Collaborative leadership is a must do for the pharmacy bodies. Whilst they all have their own remit and melody, the words on the song sheet must complement, not contradict, and move all areas of pharmacy practice to a better and sustainable place in a future health and care system.
PSNC should be knocking on the door of NHS England and DHSC and have the right people asking the right questions of the right people to understand how community pharmacy can play a key role in the achievement of the plan’s aspirations.
A new, fairer contractual framework must be developed quickly and support for its implementation and consistent quality delivery against the NHS needs to help address health inequalities. A framework which is sustainable, equitable and drives the right behaviours and quality outcomes.
What Must Happen at a Local Level
Integrated Care Systems (ICS) are due to be in place everywhere by April 2021. As they are to be central to delivery of the plan, there is a major influencing and leadership role for Local Pharmaceutical Committees (LPCs). They must work closely with ICSs and CCGs to ensure that community pharmacy is firmly embedded and active within the new Primary Care Networks and the additional £4.5 billion attached to them. Some LPCs have made progress, others need more support to understand the system levers and language.
An LPC representing a relatively small number of contractors will probably not have the resources or capacity to make this happen. The footprint of an LPC, or an effective collaboration of LPCs, should mirror that of an ICS. This scaled-up approach should provide the necessary funding, capacity and capability to influence local commissioning and other provider organisations to achieve the required integration and development of community pharmacy services. We should be thinking about provider alliances as no one provider is likely to be the complete solution to a local problem.
In addition, many pharmacy contractors will need leadership and support to understand the new landscape and what that means to them. Contractors and their teams must then consider how they can play a key role within the emerging local networks and what they need to put in place to do so.
It is now ten years since the Healthy Living Pharmacy initiative was developed in anticipation that community pharmacy could and should play a bigger and better role in improving the health and wellbeing of the communities we serve and support. It was predictable then that a supply-based contract would not be sustainable in the long term and a shift to a quality-led, service-based contract including pharmaceutical care, supply and prevention would come. Hence the focus on organisational development with enablers based on developing the pharmacy team, engaging with the community, commissioners and other providers plus ensuring that premises and the adoption of technology is fit for the future. That was then, and it is even more germane today.
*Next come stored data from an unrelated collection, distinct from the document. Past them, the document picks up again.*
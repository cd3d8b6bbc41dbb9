//! Isolated Python environments provisioned with `uv`.
//!
//! One virtual environment is created per session, inside the session
//! workspace, and dependencies are installed into it on demand with a single
//! batched `uv pip install` per attempt.

use std::fmt;
use std::path::{Path, PathBuf};
use std::sync::OnceLock;
use std::time::Duration;

use regex::Regex;
use tokio::process::Command;
use which::which;

use crate::config::RuntimeConfig;
use crate::errors::AnalystError;
use crate::executors::builtins::is_builtin_module;
use crate::executors::workspace::SessionWorkspace;

/// A declared dependency, e.g. `pandas`, `numpy==1.26` or `scikit-learn>=1.4`.
#[derive(Debug, Clone, PartialEq, Eq)]
pub struct Dependency {
    pub requirement: String,
    pub name: String,
}

fn requirement_separator() -> Option<&'static Regex> {
    static SEPARATOR: OnceLock<Option<Regex>> = OnceLock::new();
    SEPARATOR
        .get_or_init(|| Regex::new(r"[=<>!~;,\[@ ]").ok())
        .as_ref()
}

impl Dependency {
    pub fn parse(requirement: &str) -> Self {
        let requirement = requirement.trim();
        let name = requirement_separator()
            .and_then(|re| re.split(requirement).next())
            .unwrap_or(requirement)
            .trim()
            .to_string();
        Self {
            requirement: requirement.to_string(),
            name,
        }
    }

    pub fn is_builtin(&self) -> bool {
        is_builtin_module(&self.name)
    }

    /// Requirements that must go through the installer, in declaration order.
    pub fn external(requirements: &[String]) -> Vec<Dependency> {
        requirements
            .iter()
            .map(|r| Dependency::parse(r))
            .filter(|d| !d.name.is_empty() && !d.is_builtin())
            .collect()
    }
}

/// Output of a failed install, fed back to the oracle.
#[derive(Debug, Clone, PartialEq, Eq)]
pub struct InstallFailure {
    pub output: String,
}

impl fmt::Display for InstallFailure {
    fn fmt(&self, f: &mut fmt::Formatter<'_>) -> fmt::Result {
        f.write_str(&self.output)
    }
}

impl std::error::Error for InstallFailure {}

/// A ready-to-use interpreter rooted in a session workspace.
#[derive(Debug, Clone)]
pub struct EnvironmentHandle {
    workspace: PathBuf,
    venv: Option<PathBuf>,
    interpreter: PathBuf,
}

impl EnvironmentHandle {
    pub fn new(workspace: PathBuf, venv: PathBuf, interpreter: PathBuf) -> Self {
        Self {
            workspace,
            venv: Some(venv),
            interpreter,
        }
    }

    /// Use an existing interpreter without a virtual environment.
    pub fn with_interpreter(workspace: PathBuf, interpreter: PathBuf) -> Self {
        Self {
            workspace,
            venv: None,
            interpreter,
        }
    }

    pub fn workspace(&self) -> &Path {
        &self.workspace
    }

    pub fn venv(&self) -> Option<&Path> {
        self.venv.as_deref()
    }

    pub fn interpreter(&self) -> &Path {
        &self.interpreter
    }
}

#[derive(Debug, Clone)]
pub struct EnvironmentManager {
    uv_path: Option<PathBuf>,
    venv_dir: String,
    python: Option<String>,
    install_timeout: Duration,
}

impl EnvironmentManager {
    pub fn new(runtime: &RuntimeConfig) -> Self {
        Self {
            uv_path: runtime.uv_path.clone(),
            venv_dir: runtime.venv_dir.clone(),
            python: runtime.python.clone(),
            install_timeout: runtime.install_timeout(),
        }
    }

    pub fn with_uv_path(mut self, uv_path: PathBuf) -> Self {
        self.uv_path = Some(uv_path);
        self
    }

    pub fn venv_dir(&self) -> &str {
        &self.venv_dir
    }

    /// Interpreter entry point inside a virtual environment.
    pub fn interpreter_path(venv: &Path) -> PathBuf {
        if cfg!(windows) {
            venv.join("Scripts").join("python.exe")
        } else {
            venv.join("bin").join("python")
        }
    }

    fn find_uv(&self) -> Option<PathBuf> {
        if let Some(path) = &self.uv_path {
            if path.exists() {
                return Some(path.clone());
            }
            log::warn!("Configured uv path {} does not exist", path.display());
        }
        which("uv").ok()
    }

    /// Create the session's environment unless its interpreter already exists.
    pub async fn ensure_environment(
        &self,
        workspace: &SessionWorkspace,
    ) -> Result<EnvironmentHandle, AnalystError> {
        let venv = workspace.join(&self.venv_dir);
        let interpreter = Self::interpreter_path(&venv);
        let handle = EnvironmentHandle::new(
            workspace.path().to_path_buf(),
            venv.clone(),
            interpreter.clone(),
        );

        if interpreter.exists() {
            log::debug!("Reusing environment at {}", venv.display());
            return Ok(handle);
        }

        let uv = self.find_uv().ok_or_else(|| {
            AnalystError::InstallError("uv executable not found on PATH".to_string())
        })?;

        log::info!("Creating environment for session {}", workspace.id());
        let mut cmd = Command::new(&uv);
        cmd.arg("venv").arg(&venv).arg("--quiet");
        if let Some(python) = &self.python {
            cmd.arg("--python").arg(python);
        }
        cmd.current_dir(workspace.path()).kill_on_drop(true);

        let output = tokio::time::timeout(self.install_timeout, cmd.output())
            .await
            .map_err(|_| {
                AnalystError::InstallError(format!(
                    "uv venv timed out after {} seconds",
                    self.install_timeout.as_secs()
                ))
            })?
            .map_err(|e| AnalystError::InstallError(format!("Failed to run uv venv: {}", e)))?;

        if !output.status.success() {
            let stderr = String::from_utf8_lossy(&output.stderr);
            return Err(AnalystError::InstallError(format!(
                "uv venv failed: {}",
                stderr.trim()
            )));
        }

        if !interpreter.exists() {
            return Err(AnalystError::InstallError(format!(
                "interpreter missing after uv venv: {}",
                interpreter.display()
            )));
        }

        Ok(handle)
    }

    /// Install the external subset of `requirements` in one batch. Standard
    /// library names are dropped; nothing left means nothing to do.
    pub async fn install_dependencies(
        &self,
        environment: &EnvironmentHandle,
        requirements: &[String],
    ) -> Result<(), InstallFailure> {
        let external = Dependency::external(requirements);
        if external.is_empty() {
            return Ok(());
        }

        let uv = self.find_uv().ok_or_else(|| InstallFailure {
            output: "uv executable not found on PATH".to_string(),
        })?;

        let packages: Vec<&str> = external.iter().map(|d| d.requirement.as_str()).collect();
        log::info!("Installing dependencies: {}", packages.join(" "));

        let mut cmd = Command::new(&uv);
        cmd.arg("pip")
            .arg("install")
            .arg("--quiet")
            .arg("--python")
            .arg(environment.interpreter())
            .args(&packages)
            .current_dir(environment.workspace())
            .kill_on_drop(true);
        if let Some(venv) = environment.venv() {
            cmd.env("VIRTUAL_ENV", venv);
        }

        let output = match tokio::time::timeout(self.install_timeout, cmd.output()).await {
            Ok(Ok(output)) => output,
            Ok(Err(e)) => {
                return Err(InstallFailure {
                    output: format!("Failed to run uv: {}", e),
                })
            }
            Err(_) => {
                return Err(InstallFailure {
                    output: format!(
                        "Dependency installation timed out after {} seconds.",
                        self.install_timeout.as_secs()
                    ),
                })
            }
        };

        if output.status.success() {
            return Ok(());
        }

        let stderr = String::from_utf8_lossy(&output.stderr).into_owned();
        let output = if stderr.trim().is_empty() {
            String::from_utf8_lossy(&output.stdout).into_owned()
        } else {
            stderr
        };
        log::warn!("Dependency installation failed: {}", output.trim());
        Err(InstallFailure { output })
    }
}

#[cfg(test)]
mod tests {
    use super::*;

    #[test]
    fn test_dependency_names_strip_constraints() {
        assert_eq!(Dependency::parse("pandas").name, "pandas");
        assert_eq!(Dependency::parse(" numpy==1.26.4 ").name, "numpy");
        assert_eq!(Dependency::parse("scikit-learn>=1.4,<2").name, "scikit-learn");
        assert_eq!(Dependency::parse("requests[socks]").name, "requests");
        assert_eq!(Dependency::parse("torch ; python_version > '3.8'").name, "torch");
        assert_eq!(Dependency::parse("numpy==1.26.4").requirement, "numpy==1.26.4");
    }

    #[test]
    fn test_external_partition_drops_stdlib() {
        let external = Dependency::external(&[
            "os".to_string(),
            "pandas".to_string(),
            "json".to_string(),
            "".to_string(),
            "matplotlib>=3.8".to_string(),
        ]);
        let requirements: Vec<&str> = external.iter().map(|d| d.requirement.as_str()).collect();
        assert_eq!(requirements, vec!["pandas", "matplotlib>=3.8"]);
    }

    #[tokio::test]
    async fn test_builtin_only_install_is_noop() {
        // A bogus uv path proves the installer is never invoked.
        let manager = EnvironmentManager::new(&RuntimeConfig::default())
            .with_uv_path(PathBuf::from("/nonexistent/uv"));
        let environment = EnvironmentHandle::with_interpreter(
            std::env::temp_dir(),
            PathBuf::from("/nonexistent/python"),
        );

        let result = manager
            .install_dependencies(&environment, &["os".to_string(), "sys".to_string()])
            .await;
        assert!(result.is_ok());
    }
}
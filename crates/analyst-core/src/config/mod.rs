//! Configuration module
//!
//! YAML configuration with per-section defaults, environment overrides and
//! validation. See `types` for the full schema.

pub mod types;
pub mod loader;
pub mod validation;

pub use types::*;
pub use loader::*;
pub use validation::*;

#[cfg(test)]
mod tests;

use crate::errors::AnalystError;
use std::path::Path;

/// Load a configuration from a YAML file
pub async fn load_config<P: AsRef<Path>>(path: P) -> Result<AnalystConfig, AnalystError> {
    ConfigLoader::from_file(path).await
}
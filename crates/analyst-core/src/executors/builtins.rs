//! Top-level module names shipped with the CPython standard library.
//!
//! Dependencies whose bare name appears here are never passed to the installer.

pub const PYTHON_STDLIB_MODULES: &[&str] = &[
    "abc", "aifc", "antigravity", "argparse", "array", "ast", "asynchat", "asyncio",
    "asyncore", "atexit", "audioop", "base64", "bdb", "binascii", "bisect", "builtins",
    "bz2", "cProfile", "calendar", "cgi", "cgitb", "chunk", "cmath", "cmd", "code",
    "codecs", "codeop", "collections", "colorsys", "compileall", "concurrent",
    "configparser", "contextlib", "contextvars", "copy", "copyreg", "crypt", "csv",
    "ctypes", "curses", "dataclasses", "datetime", "dbm", "decimal", "difflib", "dis",
    "distutils", "doctest", "email", "encodings", "ensurepip", "enum", "errno",
    "faulthandler", "fcntl", "filecmp", "fileinput", "fnmatch", "fractions", "ftplib",
    "functools", "gc", "genericpath", "getopt", "getpass", "gettext", "glob", "graphlib",
    "grp", "gzip", "hashlib", "heapq", "hmac", "html", "http", "idlelib", "imaplib",
    "imghdr", "imp", "importlib", "inspect", "io", "ipaddress", "itertools", "json",
    "keyword", "lib2to3", "linecache", "locale", "logging", "lzma", "mailbox", "mailcap",
    "marshal", "math", "mimetypes", "mmap", "modulefinder", "msilib", "msvcrt",
    "multiprocessing", "netrc", "nis", "nntplib", "nt", "ntpath", "nturl2path", "numbers",
    "opcode", "operator", "optparse", "os", "ossaudiodev", "pathlib", "pdb", "pickle",
    "pickletools", "pipes", "pkgutil", "platform", "plistlib", "poplib", "posix",
    "posixpath", "pprint", "profile", "pstats", "pty", "pwd", "py_compile", "pyclbr",
    "pydoc", "pydoc_data", "pyexpat", "queue", "quopri", "random", "re", "readline",
    "reprlib", "resource", "rlcompleter", "runpy", "sched", "secrets", "select",
    "selectors", "shelve", "shlex", "shutil", "signal", "site", "smtpd", "smtplib",
    "sndhdr", "socket", "socketserver", "spwd", "sqlite3", "sre_compile", "sre_constants",
    "sre_parse", "ssl", "stat", "statistics", "string", "stringprep", "struct",
    "subprocess", "sunau", "symtable", "sys", "sysconfig", "syslog", "tabnanny", "tarfile",
    "telnetlib", "tempfile", "termios", "textwrap", "this", "threading", "time", "timeit",
    "tkinter", "token", "tokenize", "tomllib", "trace", "traceback", "tracemalloc", "tty",
    "turtle", "turtledemo", "types", "typing", "unicodedata", "unittest", "urllib", "uu",
    "uuid", "venv", "warnings", "wave", "weakref", "webbrowser", "winreg", "winsound",
    "wsgiref", "xdrlib", "xml", "xmlrpc", "zipapp", "zipfile", "zipimport", "zlib",
    "zoneinfo",
];

/// Whether `name` is a standard-library module and needs no install.
pub fn is_builtin_module(name: &str) -> bool {
    PYTHON_STDLIB_MODULES.contains(&name)
}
Whilst this a very challenging time, pharmacy must constantly adapt to the evolving needs of healthcare to remain relevant and compelling to commissioners and consumers of our services. We missed the chance to respond appropriately to the needs in the NHS Five Year Forward View. Let us not miss this opportunity both for community pharmacy and the health and wellbeing our local populations.
Michael Holden, FRPharmS FRSPH, is Principal Associate at Pharmacy Complete, a training and consultancy business specialising in community pharmacy.